Say I use option 2. I add a middleware that, on any action, applies the selector to state.nav and from that computes what Concert is currently displayed. If I wanted to measure duration, how would I store start/end time? Fire a new action with that added data so the concert reducer catches it? That just seems like option 1 with extra steps.
I could also have this middleware add a field to every action indicating the concert display state, and have the concert reducer handle it in the default/fallthrough case. Do people do that?
I would approach your use-case in such a way, that I will get the best of both solutions.
First of all, having many actions dispatched you're worried about rendering overhead. Using a selector library, let's say reselect, the library memoization will prevent unnecessarily components rerendering.
Later on, if I understand you correctly, your goal is to let the server know the visibility status of an item (concert) and eventually its visible time. If your goal is notifying the server only, without letting know the rest app's front-end users, why do you want to keep tracking it in Redux too? You can skip the Redux part and send updates to the server only.
Let's assume, that you need Redux for the tracking. You can try on your way structuring the Store, as you already mentioned, adding the visible flag to each object in the Redux store. But if your items' structure is bigger enough and it's costly to copy and update the object each time when changing the visible flag, you can consider creating a dedicated Store branch and reducer, that will be responsible only for the tracking needs. Something like that:
tracking : {
concerts: {
1: { visible: true, time: 10 }
}
}
Now, updating an item's flag, only the above tiny structure has to be copied and modified. Even, you can make it smaller and more specific for a certain item type (trackingConcerts).
* Keep in mind, it's on your own to decide whether or not such a dedicated Store branch will improve the performance, because we don't know your detailed architecture and Store specifics.

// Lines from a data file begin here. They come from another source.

//! Virtual File System: a tree of mount nodes rooted at `/`.
//!
//! A node exists for every path segment it takes to reach a mounted
//! filesystem -- some nodes are "real" mounts (they carry a `Filesystem`),
//! others are pure path scaffolding created on demand so a nested mount has
//! somewhere to attach. Path resolution walks the tree segment by segment
//! and hands whatever remains of the path, uncanonicalised relative to the
//! tree, to the last real mount it passed through.

#![allow(dead_code)]

pub mod devfs;
pub mod ramfs;

use alloc::string::{String, ToString};
use alloc::sync::Arc;
use alloc::vec::Vec;

use spin::Mutex;

use crate::error::{FsError, KernelError};

/// A slice of a physical block device at an LBA offset, produced by
/// partition-table scan. Concrete partition-table parsing is out of scope;
/// this is the shape `vfs_mount_blockdev` and a `Filesystem::test` operate
/// on.
#[derive(Debug, Clone, Copy)]
pub struct VirtualBlockDevice {
    pub device_index: usize,
    pub lba_offset: u64,
    pub lba_count: u64,
    pub partition_type: u8,
    pub ordinal: usize,
}

#[derive(Debug, Clone, Copy, PartialEq, Eq)]
pub enum OpenAction {
    /// Fail if the path does not already exist.
    Read,
    /// Fail if the path does not already exist.
    Write,
    /// Truncate an existing file to zero length.
    Clear,
    /// Create the path if absent.
    Create,
}

/// What a filesystem's `open` hands back: enough identity for subsequent
/// read/write/close calls plus the size the VFS needs for `seek(End, ...)`.
#[derive(Debug, Clone)]
pub struct OpenedFile {
    pub private: u64,
    pub size: u64,
}

/// The contract a concrete filesystem (FAT32, a synthetic device-filesystem)
/// implements. Concrete implementations are out of scope beyond the two
/// bundled here (`ramfs`, `devfs`); only this trait is.
pub trait Filesystem: Send + Sync {
    /// Called once when this filesystem is mounted. Returns an opaque
    /// per-mount cookie threaded through every subsequent call.
    fn init(&self, vbdev: Option<&VirtualBlockDevice>) -> Result<u64, KernelError>;

    /// Auto-detection probe used by `vfs_mount_blockdev`. Filesystems that
    /// are never auto-detected (ramfs, devfs) accept nothing.
    fn test(&self, _vbdev: &VirtualBlockDevice) -> bool {
        false
    }

    fn open(&self, cookie: u64, path: &str, action: OpenAction) -> Result<OpenedFile, KernelError>;
    fn close(&self, _cookie: u64, _path: &str, _file: &OpenedFile) -> Result<(), KernelError> {
        Ok(())
    }
    fn read(
        &self,
        cookie: u64,
        path: &str,
        file: &OpenedFile,
        offset: u64,
        buf: &mut [u8],
    ) -> Result<usize, KernelError>;
    fn write(
        &self,
        cookie: u64,
        path: &str,
        file: &OpenedFile,
        offset: u64,
        buf: &[u8],
    ) -> Result<usize, KernelError>;
    /// Returns the name of child `index` (0-based) of `path`, or `None` once
    /// `index` runs past the last entry.
    fn readdir(&self, cookie: u64, path: &str, index: usize) -> Result<Option<String>, KernelError>;
    fn delete(&self, cookie: u64, path: &str) -> Result<(), KernelError>;
}

/// Arena index into the global mount tree.
#[derive(Debug, Clone, Copy, PartialEq, Eq)]
pub struct MountIndex(usize);

struct MountNode {
    segment: String,
    parent: Option<MountIndex>,
    children: Vec<MountIndex>,
    filesystem: Option<Arc<dyn Filesystem>>,
    cookie: u64,
}

/// A file node handed to a `Stream::File`: the path it was opened from, the
/// VFS-tracked offset, the size reported at open, and the filesystem's own
/// private identity for it.
pub struct FileNode {
    pub path: String,
    pub offset: u64,
    pub size: u64,
    local_path: String,
    opened: OpenedFile,
}

struct Vfs {
    nodes: Vec<MountNode>,
}

impl Vfs {
    fn new() -> Self {
        Self { nodes: Vec::new() }
    }
}

static MOUNTS: Mutex<Option<Vfs>> = Mutex::new(None);
static DETECT_REGISTRY: Mutex<Vec<Arc<dyn Filesystem>>> = Mutex::new(Vec::new());

/// Register a filesystem as a candidate for `vfs_mount_blockdev`'s
/// auto-detection probe. Does not mount anything by itself.
pub fn register_detectable(fs: Arc<dyn Filesystem>) {
    DETECT_REGISTRY.lock().push(fs);
}

/// Split a path on `/`, collapsing `.` and resolving `..` against the
/// segments collected so far. Fails if `..` would ascend above `/`.
fn canonicalize(path: &str) -> Result<Vec<String>, KernelError> {
    let mut out: Vec<String> = Vec::new();
    for seg in path.split('/') {
        match seg {
            "" | "." => continue,
            ".." => {
                if out.pop().is_none() {
                    return Err(FsError::InvalidPath.into());
                }
            }
            other => out.push(other.to_string()),
        }
    }
    Ok(out)
}

/// Mount `fs` at `path`, creating intermediate path nodes on demand. The
/// root mount (`path == "/"`) must be established before any other mount.
pub fn vfs_mount_filesystem(fs: Arc<dyn Filesystem>, path: &str) -> Result<(), KernelError> {
    let segments = canonicalize(path)?;
    let mut guard = MOUNTS.lock();

    if guard.is_none() {
        if !segments.is_empty() {
            return Err(FsError::NoSuchMount.into());
        }
        let cookie = fs.init(None)?;
        let mut vfs = Vfs::new();
        vfs.nodes.push(MountNode {
            segment: "/".to_string(),
            parent: None,
            children: Vec::new(),
            filesystem: Some(fs),
            cookie,
        });
        *guard = Some(vfs);
        return Ok(());
    }

    let vfs = guard.as_mut().ok_or(FsError::NoSuchMount)?;
    let mut current = MountIndex(0);
    for seg in &segments {
        current = find_or_create_child(vfs, current, seg);
    }
    let cookie = fs.init(None)?;
    vfs.nodes[current.0].filesystem = Some(fs);
    vfs.nodes[current.0].cookie = cookie;
    Ok(())
}

/// Auto-detect a filesystem for `vbdev` by probing every registered
/// candidate's `test`, then mount the first that accepts it at `path`.
pub fn vfs_mount_blockdev(vbdev: VirtualBlockDevice, path: &str) -> Result<(), KernelError> {
    let candidates = DETECT_REGISTRY.lock();
    let fs = candidates
        .iter()
        .find(|fs| fs.test(&vbdev))
        .cloned()
        .ok_or(FsError::NoSuchMount)?;
    drop(candidates);

    let segments = canonicalize(path)?;
    let mut guard = MOUNTS.lock();
    let vfs = guard.as_mut().ok_or(FsError::NoSuchMount)?;
    let mut current = MountIndex(0);
    for seg in &segments {
        current = find_or_create_child(vfs, current, seg);
    }
    let cookie = fs.init(Some(&vbdev))?;
    vfs.nodes[current.0].filesystem = Some(fs);
    vfs.nodes[current.0].cookie = cookie;
    Ok(())
}

fn find_or_create_child(vfs: &mut Vfs, parent: MountIndex, segment: &str) -> MountIndex {
    if let Some(&child) = vfs.nodes[parent.0]
        .children
        .iter()
        .find(|&&c| vfs.nodes[c.0].segment == segment)
    {
        return child;
    }
    let idx = MountIndex(vfs.nodes.len());
    vfs.nodes.push(MountNode {
        segment: segment.to_string(),
        parent: Some(parent),
        children: Vec::new(),
        filesystem: None,
        cookie: 0,
    });
    vfs.nodes[parent.0].children.push(idx);
    idx
}

/// Walk the mount tree for `path`, returning the last real-mount ancestor
/// reached and the uncanonicalised remainder of the path relative to it.
fn resolve(path: &str) -> Result<(MountIndex, String), KernelError> {
    let segments = canonicalize(path)?;
    let guard = MOUNTS.lock();
    let vfs = guard.as_ref().ok_or(FsError::NoSuchMount)?;

    let mut current = MountIndex(0);
    let mut real: Option<(MountIndex, usize)> = None;
    if vfs.nodes[0].filesystem.is_some() {
        real = Some((current, 0));
    }

    let mut consumed = 0;
    for seg in &segments {
        let next = vfs.nodes[current.0]
            .children
            .iter()
            .copied()
            .find(|&c| vfs.nodes[c.0].segment == *seg);
        match next {
            Some(c) => {
                current = c;
                consumed += 1;
                if vfs.nodes[c.0].filesystem.is_some() {
                    real = Some((c, consumed));
                }
            }
            None => break,
        }
    }

    let (mount, depth) = real.ok_or(FsError::NoSuchMount)?;
    let local = segments[depth..].join("/");
    Ok((mount, local))
}

fn with_mount<R>(
    mount: MountIndex,
    f: impl FnOnce(&Arc<dyn Filesystem>, u64) -> Result<R, KernelError>,
) -> Result<R, KernelError> {
    let guard = MOUNTS.lock();
    let vfs = guard.as_ref().ok_or(FsError::NoSuchMount)?;
    let node = vfs.nodes.get(mount.0).ok_or(FsError::Corrupt)?;
    let fs = node.filesystem.as_ref().ok_or(FsError::Corrupt)?;
    f(fs, node.cookie)
}

/// Open `path`, returning the owning [`crate::stream::Stream::File`]
/// payload: a freshly allocated file node plus the mount it came from.
pub fn vfs_open(
    path: &str,
    action: OpenAction,
) -> Result<(Arc<Mutex<FileNode>>, MountIndex), KernelError> {
    let (mount, local) = resolve(path)?;
    let opened = with_mount(mount, |fs, cookie| fs.open(cookie, &local, action))?;
    let node = FileNode {
        path: path.to_string(),
        offset: 0,
        size: opened.size,
        local_path: local,
        opened,
    };
    Ok((Arc::new(Mutex::new(node)), mount))
}

pub fn vfs_close(mount: MountIndex, node: &Arc<Mutex<FileNode>>) -> Result<(), KernelError> {
    let n = node.lock();
    with_mount(mount, |fs, cookie| fs.close(cookie, &n.local_path, &n.opened))
}

pub fn read_file_node(
    mount: MountIndex,
    node: &Arc<Mutex<FileNode>>,
    buf: &mut [u8],
) -> Result<usize, KernelError> {
    let mut n = node.lock();
    let offset = n.offset;
    let read = with_mount(mount, |fs, cookie| {
        fs.read(cookie, &n.local_path, &n.opened, offset, buf)
    })?;
    n.offset += read as u64;
    Ok(read)
}

pub fn write_file_node(
    mount: MountIndex,
    node: &Arc<Mutex<FileNode>>,
    buf: &[u8],
) -> Result<usize, KernelError> {
    let mut n = node.lock();
    let offset = n.offset;
    let written = with_mount(mount, |fs, cookie| {
        fs.write(cookie, &n.local_path, &n.opened, offset, buf)
    })?;
    n.offset += written as u64;
    if n.offset > n.size {
        n.size = n.offset;
    }
    Ok(written)
}

pub fn vfs_readdir(path: &str, index: usize) -> Result<Option<String>, KernelError> {
    let (mount, local) = resolve(path)?;
    let entry = with_mount(mount, |fs, cookie| fs.readdir(cookie, &local, index))?;
    Ok(entry.map(|name| {
        let mut full = path.trim_end_matches('/').to_string();
        full.push('/');
        full.push_str(&name);
        full
    }))
}

pub fn vfs_delete(path: &str) -> Result<(), KernelError> {
    let (mount, local) = resolve(path)?;
    with_mount(mount, |fs, cookie| fs.delete(cookie, &local))
}

#[cfg(all(test, not(target_os = "none")))]
mod tests {
    use super::*;
    use crate::fs::ramfs::RamFs;

    fn fresh_root() {
        let mut guard = MOUNTS.lock();
        *guard = None;
        drop(guard);
        vfs_mount_filesystem(Arc::new(RamFs::new()), "/").unwrap();
    }

    #[test]
    fn canonicalize_dot_and_dotdot() {
        assert_eq!(
            canonicalize("/a/./b/../c").unwrap(),
            canonicalize("/a/c").unwrap()
        );
    }

    #[test]
    fn dotdot_above_root_fails() {
        assert!(canonicalize("/..").is_err());
    }

    #[test]
    fn root_must_mount_first() {
        let mut guard = MOUNTS.lock();
        *guard = None;
        drop(guard);
        let err = vfs_mount_filesystem(Arc::new(RamFs::new()), "/mnt");
        assert!(err.is_err());
    }

    #[test]
    fn open_write_read_round_trip() {
        fresh_root();
        let (node, mount) = vfs_open("/hello.txt", OpenAction::Create).unwrap();
        write_file_node(mount, &node, b"hi").unwrap();
        node.lock().offset = 0;
        let mut buf = [0u8; 2];
        let n = read_file_node(mount, &node, &mut buf).unwrap();
        assert_eq!(n, 2);
        assert_eq!(&buf, b"hi");
    }
}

Continuing with the solutions ...
Relying on navigation actions + middleware is error prone, as you mentioned. What about the use-case you have a general page of components (i.e. navigation action with generic name will be dispatched), but you render there one of your items (concert)? Also rendering an item, would be always coupled with modifying the mapping logic in your middleware or wherever place you track the items by action name. Another tricky case is when you render different type of items (concerts, venues) on exactly one page. How will you differ and track the items, considering you have only 1 navigation item? Also in a such setup, I don't see a straightforward way for handling an item visible time.
About the selectors as a solution - they can be only a small part of the solution. The selector is responsible for selecting and managing derived state. Nothing more.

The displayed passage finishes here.